Task instructions: Transcribe exactly the lines that fall between the one holding "agent.step(&mut transform, delta);" and the one holding "for (transform, collider)", inclusive, from the entries below.
-*-
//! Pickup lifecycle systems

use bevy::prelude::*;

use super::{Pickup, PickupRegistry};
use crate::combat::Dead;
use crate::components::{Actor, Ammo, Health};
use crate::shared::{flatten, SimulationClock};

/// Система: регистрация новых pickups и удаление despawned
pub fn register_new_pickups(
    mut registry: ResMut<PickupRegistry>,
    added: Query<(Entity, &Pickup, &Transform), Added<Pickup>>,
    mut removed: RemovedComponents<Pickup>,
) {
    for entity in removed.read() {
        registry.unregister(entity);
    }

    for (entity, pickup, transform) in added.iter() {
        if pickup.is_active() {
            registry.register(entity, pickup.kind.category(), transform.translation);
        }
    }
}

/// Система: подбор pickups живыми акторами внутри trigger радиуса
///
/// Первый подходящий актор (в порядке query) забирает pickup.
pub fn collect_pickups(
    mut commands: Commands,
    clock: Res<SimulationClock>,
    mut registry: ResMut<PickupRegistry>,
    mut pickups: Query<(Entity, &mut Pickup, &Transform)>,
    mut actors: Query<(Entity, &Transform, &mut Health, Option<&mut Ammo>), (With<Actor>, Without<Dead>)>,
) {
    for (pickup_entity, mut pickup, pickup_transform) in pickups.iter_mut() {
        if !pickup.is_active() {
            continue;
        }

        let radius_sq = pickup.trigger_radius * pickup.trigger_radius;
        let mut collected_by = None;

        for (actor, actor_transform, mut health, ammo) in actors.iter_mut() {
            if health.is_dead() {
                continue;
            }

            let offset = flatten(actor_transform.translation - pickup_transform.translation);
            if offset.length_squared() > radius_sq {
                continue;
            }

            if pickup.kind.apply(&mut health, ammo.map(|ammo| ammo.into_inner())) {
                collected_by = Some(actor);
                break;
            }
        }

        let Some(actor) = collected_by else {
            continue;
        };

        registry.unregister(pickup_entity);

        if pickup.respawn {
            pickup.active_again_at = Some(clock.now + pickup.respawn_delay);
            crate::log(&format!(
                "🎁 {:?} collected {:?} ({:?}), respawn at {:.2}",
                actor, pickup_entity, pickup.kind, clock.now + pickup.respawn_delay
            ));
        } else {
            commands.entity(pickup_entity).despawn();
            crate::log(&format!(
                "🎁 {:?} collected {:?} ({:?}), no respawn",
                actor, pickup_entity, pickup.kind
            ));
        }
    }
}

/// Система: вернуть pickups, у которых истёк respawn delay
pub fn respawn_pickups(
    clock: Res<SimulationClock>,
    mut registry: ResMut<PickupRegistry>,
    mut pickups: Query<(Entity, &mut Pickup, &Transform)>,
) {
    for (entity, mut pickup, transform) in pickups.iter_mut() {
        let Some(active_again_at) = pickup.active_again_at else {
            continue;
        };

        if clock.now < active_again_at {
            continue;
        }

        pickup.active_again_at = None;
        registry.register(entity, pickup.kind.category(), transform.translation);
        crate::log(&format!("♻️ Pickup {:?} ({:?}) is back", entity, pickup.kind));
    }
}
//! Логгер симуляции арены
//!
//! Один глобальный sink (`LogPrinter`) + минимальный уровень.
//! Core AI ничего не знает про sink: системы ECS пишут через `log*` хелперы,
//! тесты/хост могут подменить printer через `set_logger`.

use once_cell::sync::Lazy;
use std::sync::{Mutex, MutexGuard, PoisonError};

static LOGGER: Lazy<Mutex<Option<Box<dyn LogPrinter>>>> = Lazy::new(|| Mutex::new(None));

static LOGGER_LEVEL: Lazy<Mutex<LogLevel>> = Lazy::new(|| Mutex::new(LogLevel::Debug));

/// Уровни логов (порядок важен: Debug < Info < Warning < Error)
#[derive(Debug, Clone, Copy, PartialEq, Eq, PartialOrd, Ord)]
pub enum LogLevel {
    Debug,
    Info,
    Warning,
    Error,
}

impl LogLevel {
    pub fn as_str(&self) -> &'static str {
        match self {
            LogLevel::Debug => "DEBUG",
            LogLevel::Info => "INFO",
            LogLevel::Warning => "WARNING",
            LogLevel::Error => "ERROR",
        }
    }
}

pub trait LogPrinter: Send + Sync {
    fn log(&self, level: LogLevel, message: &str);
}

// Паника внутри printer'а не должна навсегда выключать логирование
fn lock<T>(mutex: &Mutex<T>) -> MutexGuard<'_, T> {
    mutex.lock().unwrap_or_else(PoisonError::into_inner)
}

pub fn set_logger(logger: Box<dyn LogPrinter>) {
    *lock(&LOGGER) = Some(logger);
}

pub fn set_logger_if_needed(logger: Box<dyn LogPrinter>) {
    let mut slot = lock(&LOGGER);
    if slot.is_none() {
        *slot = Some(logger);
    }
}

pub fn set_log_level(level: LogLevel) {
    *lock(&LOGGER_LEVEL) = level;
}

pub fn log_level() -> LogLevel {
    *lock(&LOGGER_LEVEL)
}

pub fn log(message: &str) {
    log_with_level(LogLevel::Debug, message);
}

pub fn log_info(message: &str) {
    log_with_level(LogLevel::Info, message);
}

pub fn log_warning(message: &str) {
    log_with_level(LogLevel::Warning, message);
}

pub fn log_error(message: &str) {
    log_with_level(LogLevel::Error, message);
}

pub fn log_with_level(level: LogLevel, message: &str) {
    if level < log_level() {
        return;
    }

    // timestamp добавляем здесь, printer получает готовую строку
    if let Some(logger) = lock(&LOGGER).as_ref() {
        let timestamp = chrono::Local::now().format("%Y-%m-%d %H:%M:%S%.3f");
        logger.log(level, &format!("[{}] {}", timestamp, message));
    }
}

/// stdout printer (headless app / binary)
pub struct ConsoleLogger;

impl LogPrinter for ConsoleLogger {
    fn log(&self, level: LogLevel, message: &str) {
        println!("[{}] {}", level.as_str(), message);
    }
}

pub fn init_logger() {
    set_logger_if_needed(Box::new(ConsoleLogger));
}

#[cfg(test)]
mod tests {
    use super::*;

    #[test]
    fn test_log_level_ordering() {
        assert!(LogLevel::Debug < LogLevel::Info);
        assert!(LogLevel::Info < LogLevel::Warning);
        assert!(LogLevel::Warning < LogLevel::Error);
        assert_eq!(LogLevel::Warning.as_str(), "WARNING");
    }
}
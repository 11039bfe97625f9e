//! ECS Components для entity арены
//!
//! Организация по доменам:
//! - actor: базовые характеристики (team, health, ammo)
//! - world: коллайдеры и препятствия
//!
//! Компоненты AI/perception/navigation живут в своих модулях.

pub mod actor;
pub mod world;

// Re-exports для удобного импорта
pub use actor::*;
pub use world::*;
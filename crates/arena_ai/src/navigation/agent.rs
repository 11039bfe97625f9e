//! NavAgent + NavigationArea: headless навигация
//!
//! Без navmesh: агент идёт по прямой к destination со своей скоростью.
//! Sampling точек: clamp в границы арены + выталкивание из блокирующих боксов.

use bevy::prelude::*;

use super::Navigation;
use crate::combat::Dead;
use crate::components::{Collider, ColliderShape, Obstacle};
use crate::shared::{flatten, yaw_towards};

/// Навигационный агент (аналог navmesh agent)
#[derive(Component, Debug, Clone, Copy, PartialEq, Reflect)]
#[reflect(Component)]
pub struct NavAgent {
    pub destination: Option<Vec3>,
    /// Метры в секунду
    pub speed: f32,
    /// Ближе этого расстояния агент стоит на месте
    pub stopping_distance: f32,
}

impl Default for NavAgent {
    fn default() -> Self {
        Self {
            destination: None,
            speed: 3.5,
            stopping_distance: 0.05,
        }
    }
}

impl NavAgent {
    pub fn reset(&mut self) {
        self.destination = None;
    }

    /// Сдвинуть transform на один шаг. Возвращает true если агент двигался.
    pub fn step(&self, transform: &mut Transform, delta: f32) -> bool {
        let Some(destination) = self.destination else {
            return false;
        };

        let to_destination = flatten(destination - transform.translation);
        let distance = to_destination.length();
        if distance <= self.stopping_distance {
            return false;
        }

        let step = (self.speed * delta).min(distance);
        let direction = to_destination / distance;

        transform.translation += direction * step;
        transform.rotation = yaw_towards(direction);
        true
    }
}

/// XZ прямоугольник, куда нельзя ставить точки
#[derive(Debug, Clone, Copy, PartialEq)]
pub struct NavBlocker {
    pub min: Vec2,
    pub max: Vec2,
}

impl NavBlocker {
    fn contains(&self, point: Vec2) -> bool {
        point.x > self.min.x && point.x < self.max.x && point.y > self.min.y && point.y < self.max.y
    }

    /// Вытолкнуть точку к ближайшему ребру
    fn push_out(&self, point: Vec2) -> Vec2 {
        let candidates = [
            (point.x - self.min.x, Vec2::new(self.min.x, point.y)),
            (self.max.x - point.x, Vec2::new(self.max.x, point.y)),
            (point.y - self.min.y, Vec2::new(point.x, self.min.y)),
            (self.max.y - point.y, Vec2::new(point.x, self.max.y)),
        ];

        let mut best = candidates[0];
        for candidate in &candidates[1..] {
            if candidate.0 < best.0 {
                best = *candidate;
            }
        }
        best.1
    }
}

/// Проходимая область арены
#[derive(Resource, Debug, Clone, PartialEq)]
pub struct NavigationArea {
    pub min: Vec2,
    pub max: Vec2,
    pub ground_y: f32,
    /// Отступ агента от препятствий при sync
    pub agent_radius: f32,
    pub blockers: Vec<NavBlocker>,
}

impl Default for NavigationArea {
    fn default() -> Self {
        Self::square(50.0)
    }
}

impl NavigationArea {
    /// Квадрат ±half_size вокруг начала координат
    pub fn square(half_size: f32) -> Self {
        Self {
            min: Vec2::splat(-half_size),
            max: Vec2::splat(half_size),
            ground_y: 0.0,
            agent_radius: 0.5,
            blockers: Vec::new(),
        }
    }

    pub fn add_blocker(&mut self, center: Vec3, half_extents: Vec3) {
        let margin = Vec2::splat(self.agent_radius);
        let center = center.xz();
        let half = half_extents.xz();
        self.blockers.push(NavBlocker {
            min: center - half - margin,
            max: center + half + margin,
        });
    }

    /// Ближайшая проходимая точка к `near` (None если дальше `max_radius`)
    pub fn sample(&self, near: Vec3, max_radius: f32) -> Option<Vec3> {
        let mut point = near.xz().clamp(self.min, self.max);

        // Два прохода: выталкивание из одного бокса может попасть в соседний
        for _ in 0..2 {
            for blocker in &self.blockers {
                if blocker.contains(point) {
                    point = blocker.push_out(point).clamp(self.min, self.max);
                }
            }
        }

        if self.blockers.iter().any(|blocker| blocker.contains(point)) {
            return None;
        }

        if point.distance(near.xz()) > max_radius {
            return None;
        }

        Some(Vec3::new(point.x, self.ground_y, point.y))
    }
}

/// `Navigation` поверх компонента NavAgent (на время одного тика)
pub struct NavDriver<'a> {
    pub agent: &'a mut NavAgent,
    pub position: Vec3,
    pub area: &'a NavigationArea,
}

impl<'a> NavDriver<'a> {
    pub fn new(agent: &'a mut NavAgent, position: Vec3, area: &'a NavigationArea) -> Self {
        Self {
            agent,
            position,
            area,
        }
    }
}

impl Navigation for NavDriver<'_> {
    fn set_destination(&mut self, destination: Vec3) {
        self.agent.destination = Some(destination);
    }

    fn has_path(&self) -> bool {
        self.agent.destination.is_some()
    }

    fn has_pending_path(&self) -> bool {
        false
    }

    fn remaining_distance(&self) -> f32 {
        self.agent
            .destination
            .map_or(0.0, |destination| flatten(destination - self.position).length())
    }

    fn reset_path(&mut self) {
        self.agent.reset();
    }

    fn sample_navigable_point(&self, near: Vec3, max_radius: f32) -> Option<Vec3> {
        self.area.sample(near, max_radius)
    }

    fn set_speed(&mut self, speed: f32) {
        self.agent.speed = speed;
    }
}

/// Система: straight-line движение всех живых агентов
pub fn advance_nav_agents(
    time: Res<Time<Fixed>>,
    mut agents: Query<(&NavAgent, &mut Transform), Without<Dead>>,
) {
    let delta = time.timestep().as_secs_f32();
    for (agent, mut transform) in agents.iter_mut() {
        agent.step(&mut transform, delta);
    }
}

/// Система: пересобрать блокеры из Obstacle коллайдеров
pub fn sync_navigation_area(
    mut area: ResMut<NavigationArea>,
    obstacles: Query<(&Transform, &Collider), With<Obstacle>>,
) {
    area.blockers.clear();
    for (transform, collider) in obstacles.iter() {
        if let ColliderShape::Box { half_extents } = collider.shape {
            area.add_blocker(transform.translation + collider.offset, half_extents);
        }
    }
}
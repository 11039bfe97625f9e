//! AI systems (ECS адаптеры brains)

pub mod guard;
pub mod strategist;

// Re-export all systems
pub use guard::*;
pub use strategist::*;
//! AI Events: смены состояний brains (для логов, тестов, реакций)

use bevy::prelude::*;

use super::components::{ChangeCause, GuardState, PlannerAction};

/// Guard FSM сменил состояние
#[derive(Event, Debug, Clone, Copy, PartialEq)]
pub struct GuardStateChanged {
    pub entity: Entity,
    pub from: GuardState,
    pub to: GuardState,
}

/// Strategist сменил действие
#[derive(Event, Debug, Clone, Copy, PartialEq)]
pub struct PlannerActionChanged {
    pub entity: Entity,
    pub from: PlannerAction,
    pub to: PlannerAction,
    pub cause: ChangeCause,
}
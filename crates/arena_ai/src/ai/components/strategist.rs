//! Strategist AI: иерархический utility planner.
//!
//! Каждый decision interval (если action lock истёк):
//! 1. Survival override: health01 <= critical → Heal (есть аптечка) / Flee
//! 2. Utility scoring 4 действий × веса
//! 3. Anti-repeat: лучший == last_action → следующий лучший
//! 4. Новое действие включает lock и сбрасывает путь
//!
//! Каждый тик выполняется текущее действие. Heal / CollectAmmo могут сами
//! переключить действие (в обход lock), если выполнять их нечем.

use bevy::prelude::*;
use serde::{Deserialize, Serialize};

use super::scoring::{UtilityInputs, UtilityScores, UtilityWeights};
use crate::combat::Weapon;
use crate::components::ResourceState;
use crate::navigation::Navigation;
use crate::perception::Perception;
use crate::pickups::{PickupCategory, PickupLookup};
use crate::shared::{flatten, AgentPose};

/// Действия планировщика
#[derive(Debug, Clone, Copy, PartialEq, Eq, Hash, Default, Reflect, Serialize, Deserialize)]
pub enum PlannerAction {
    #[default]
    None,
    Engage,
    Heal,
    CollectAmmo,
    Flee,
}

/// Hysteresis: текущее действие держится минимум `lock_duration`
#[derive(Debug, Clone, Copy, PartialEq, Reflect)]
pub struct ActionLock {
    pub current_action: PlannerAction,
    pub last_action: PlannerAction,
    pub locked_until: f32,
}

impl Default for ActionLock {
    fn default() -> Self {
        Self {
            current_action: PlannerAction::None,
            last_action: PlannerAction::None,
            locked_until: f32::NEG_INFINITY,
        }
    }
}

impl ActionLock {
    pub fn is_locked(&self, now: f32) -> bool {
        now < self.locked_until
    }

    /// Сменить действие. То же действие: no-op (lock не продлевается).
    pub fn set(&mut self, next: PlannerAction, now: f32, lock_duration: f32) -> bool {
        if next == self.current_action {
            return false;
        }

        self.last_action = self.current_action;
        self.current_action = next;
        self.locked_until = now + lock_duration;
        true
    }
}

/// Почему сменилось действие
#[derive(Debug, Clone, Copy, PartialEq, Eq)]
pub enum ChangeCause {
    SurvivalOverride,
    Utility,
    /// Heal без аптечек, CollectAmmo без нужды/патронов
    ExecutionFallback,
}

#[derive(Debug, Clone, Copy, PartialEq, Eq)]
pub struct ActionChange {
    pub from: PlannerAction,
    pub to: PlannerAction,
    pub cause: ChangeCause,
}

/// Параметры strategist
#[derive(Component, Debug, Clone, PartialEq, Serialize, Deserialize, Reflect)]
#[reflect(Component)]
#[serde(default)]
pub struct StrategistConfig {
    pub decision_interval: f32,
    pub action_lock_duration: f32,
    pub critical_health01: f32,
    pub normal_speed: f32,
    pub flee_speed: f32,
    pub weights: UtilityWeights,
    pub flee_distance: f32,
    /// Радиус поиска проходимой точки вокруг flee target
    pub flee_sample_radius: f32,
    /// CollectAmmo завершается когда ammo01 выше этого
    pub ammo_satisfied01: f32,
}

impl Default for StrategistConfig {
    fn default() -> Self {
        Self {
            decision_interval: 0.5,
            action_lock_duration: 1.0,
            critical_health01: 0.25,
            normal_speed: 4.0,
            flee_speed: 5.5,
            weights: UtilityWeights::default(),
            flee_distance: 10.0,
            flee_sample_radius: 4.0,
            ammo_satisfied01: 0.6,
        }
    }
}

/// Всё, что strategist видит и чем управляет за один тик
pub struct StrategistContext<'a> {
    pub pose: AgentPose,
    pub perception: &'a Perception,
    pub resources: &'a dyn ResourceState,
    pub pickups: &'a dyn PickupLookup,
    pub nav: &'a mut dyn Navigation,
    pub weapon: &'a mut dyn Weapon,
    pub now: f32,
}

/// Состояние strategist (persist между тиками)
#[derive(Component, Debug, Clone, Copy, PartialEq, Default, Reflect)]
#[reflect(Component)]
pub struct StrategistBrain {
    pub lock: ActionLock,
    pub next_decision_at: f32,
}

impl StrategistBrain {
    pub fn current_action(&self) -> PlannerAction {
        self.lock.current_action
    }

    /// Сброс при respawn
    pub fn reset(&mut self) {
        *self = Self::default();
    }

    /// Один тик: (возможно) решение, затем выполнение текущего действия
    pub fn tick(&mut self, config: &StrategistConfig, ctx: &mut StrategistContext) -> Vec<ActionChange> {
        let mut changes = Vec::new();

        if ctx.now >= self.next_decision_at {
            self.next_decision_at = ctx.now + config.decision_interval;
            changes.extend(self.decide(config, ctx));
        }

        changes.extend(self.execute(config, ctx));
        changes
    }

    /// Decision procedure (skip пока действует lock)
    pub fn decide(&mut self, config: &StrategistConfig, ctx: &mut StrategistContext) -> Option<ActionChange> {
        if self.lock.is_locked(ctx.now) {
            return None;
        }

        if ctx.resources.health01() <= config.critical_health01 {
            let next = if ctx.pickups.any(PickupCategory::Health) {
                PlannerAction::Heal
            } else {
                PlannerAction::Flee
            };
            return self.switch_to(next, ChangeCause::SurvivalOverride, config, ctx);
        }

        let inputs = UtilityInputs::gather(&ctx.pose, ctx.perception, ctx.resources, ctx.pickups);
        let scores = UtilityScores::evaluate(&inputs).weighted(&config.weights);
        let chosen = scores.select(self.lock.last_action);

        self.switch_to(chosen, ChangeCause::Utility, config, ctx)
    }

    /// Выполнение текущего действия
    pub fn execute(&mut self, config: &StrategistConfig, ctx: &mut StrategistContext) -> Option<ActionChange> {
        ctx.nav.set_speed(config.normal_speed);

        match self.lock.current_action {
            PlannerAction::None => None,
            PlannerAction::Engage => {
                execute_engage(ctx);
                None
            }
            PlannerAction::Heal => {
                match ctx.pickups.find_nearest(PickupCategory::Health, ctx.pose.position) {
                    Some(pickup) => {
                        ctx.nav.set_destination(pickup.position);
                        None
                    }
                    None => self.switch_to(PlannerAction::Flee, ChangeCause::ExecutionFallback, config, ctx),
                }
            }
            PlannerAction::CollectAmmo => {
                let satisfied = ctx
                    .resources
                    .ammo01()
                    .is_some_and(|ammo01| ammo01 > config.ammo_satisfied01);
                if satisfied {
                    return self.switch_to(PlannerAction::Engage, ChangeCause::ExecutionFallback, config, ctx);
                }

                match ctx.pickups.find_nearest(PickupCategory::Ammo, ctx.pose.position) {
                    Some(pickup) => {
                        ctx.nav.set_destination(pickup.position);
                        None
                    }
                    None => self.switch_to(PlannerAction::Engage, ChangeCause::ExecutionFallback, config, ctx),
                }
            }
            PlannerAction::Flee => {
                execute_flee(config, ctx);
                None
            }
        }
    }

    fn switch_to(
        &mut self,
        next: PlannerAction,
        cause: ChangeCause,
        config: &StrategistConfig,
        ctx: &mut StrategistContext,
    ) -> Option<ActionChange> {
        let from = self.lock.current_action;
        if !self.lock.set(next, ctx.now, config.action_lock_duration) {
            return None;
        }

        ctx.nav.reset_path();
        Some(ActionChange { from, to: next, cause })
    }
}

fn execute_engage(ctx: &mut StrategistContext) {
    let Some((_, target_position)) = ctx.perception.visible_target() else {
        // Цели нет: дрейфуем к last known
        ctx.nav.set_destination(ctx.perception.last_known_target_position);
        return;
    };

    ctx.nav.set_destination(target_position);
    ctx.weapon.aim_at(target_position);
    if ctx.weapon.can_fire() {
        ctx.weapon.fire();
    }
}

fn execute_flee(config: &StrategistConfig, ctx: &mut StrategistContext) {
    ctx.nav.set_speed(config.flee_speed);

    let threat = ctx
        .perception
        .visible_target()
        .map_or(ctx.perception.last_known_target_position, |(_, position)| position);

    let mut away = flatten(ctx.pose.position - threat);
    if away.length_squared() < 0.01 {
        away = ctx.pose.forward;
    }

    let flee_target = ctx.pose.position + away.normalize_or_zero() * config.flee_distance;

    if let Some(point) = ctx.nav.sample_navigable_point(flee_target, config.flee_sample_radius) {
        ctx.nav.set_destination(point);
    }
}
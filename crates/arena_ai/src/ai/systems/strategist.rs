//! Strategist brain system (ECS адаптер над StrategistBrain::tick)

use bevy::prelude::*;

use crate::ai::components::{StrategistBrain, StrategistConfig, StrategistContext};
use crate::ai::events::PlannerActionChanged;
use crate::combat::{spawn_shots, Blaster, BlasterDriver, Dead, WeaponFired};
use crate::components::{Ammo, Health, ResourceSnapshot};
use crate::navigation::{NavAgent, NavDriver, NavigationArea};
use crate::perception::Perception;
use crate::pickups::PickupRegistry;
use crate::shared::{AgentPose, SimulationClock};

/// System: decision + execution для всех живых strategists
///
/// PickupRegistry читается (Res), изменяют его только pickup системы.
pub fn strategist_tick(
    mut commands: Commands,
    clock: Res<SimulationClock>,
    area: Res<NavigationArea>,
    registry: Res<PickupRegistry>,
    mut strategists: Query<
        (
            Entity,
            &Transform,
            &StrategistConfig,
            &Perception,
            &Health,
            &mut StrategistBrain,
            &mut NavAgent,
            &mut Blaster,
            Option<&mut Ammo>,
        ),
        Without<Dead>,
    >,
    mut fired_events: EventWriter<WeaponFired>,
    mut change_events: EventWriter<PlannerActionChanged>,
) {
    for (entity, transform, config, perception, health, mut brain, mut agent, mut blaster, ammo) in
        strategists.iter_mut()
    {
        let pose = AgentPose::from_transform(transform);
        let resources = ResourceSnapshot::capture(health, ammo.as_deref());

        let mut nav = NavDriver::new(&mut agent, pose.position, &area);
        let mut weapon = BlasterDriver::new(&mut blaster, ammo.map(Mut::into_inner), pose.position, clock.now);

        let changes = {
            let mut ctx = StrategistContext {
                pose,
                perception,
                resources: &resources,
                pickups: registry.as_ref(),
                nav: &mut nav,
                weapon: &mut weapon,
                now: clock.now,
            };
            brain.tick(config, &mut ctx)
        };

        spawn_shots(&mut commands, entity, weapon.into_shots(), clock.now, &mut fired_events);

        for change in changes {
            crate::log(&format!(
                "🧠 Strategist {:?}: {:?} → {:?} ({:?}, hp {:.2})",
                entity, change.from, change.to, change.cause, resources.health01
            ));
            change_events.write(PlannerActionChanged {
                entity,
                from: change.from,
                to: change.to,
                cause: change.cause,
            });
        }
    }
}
-*-
Answer to this task:
        agent.step(&mut transform, delta);
    }
}

/// Система: пересобрать блокеры из Obstacle коллайдеров
pub fn sync_navigation_area(
    mut area: ResMut<NavigationArea>,
    obstacles: Query<(&Transform, &Collider), With<Obstacle>>,
) {
    area.blockers.clear();
    for (transform, collider) in obstacles.iter() {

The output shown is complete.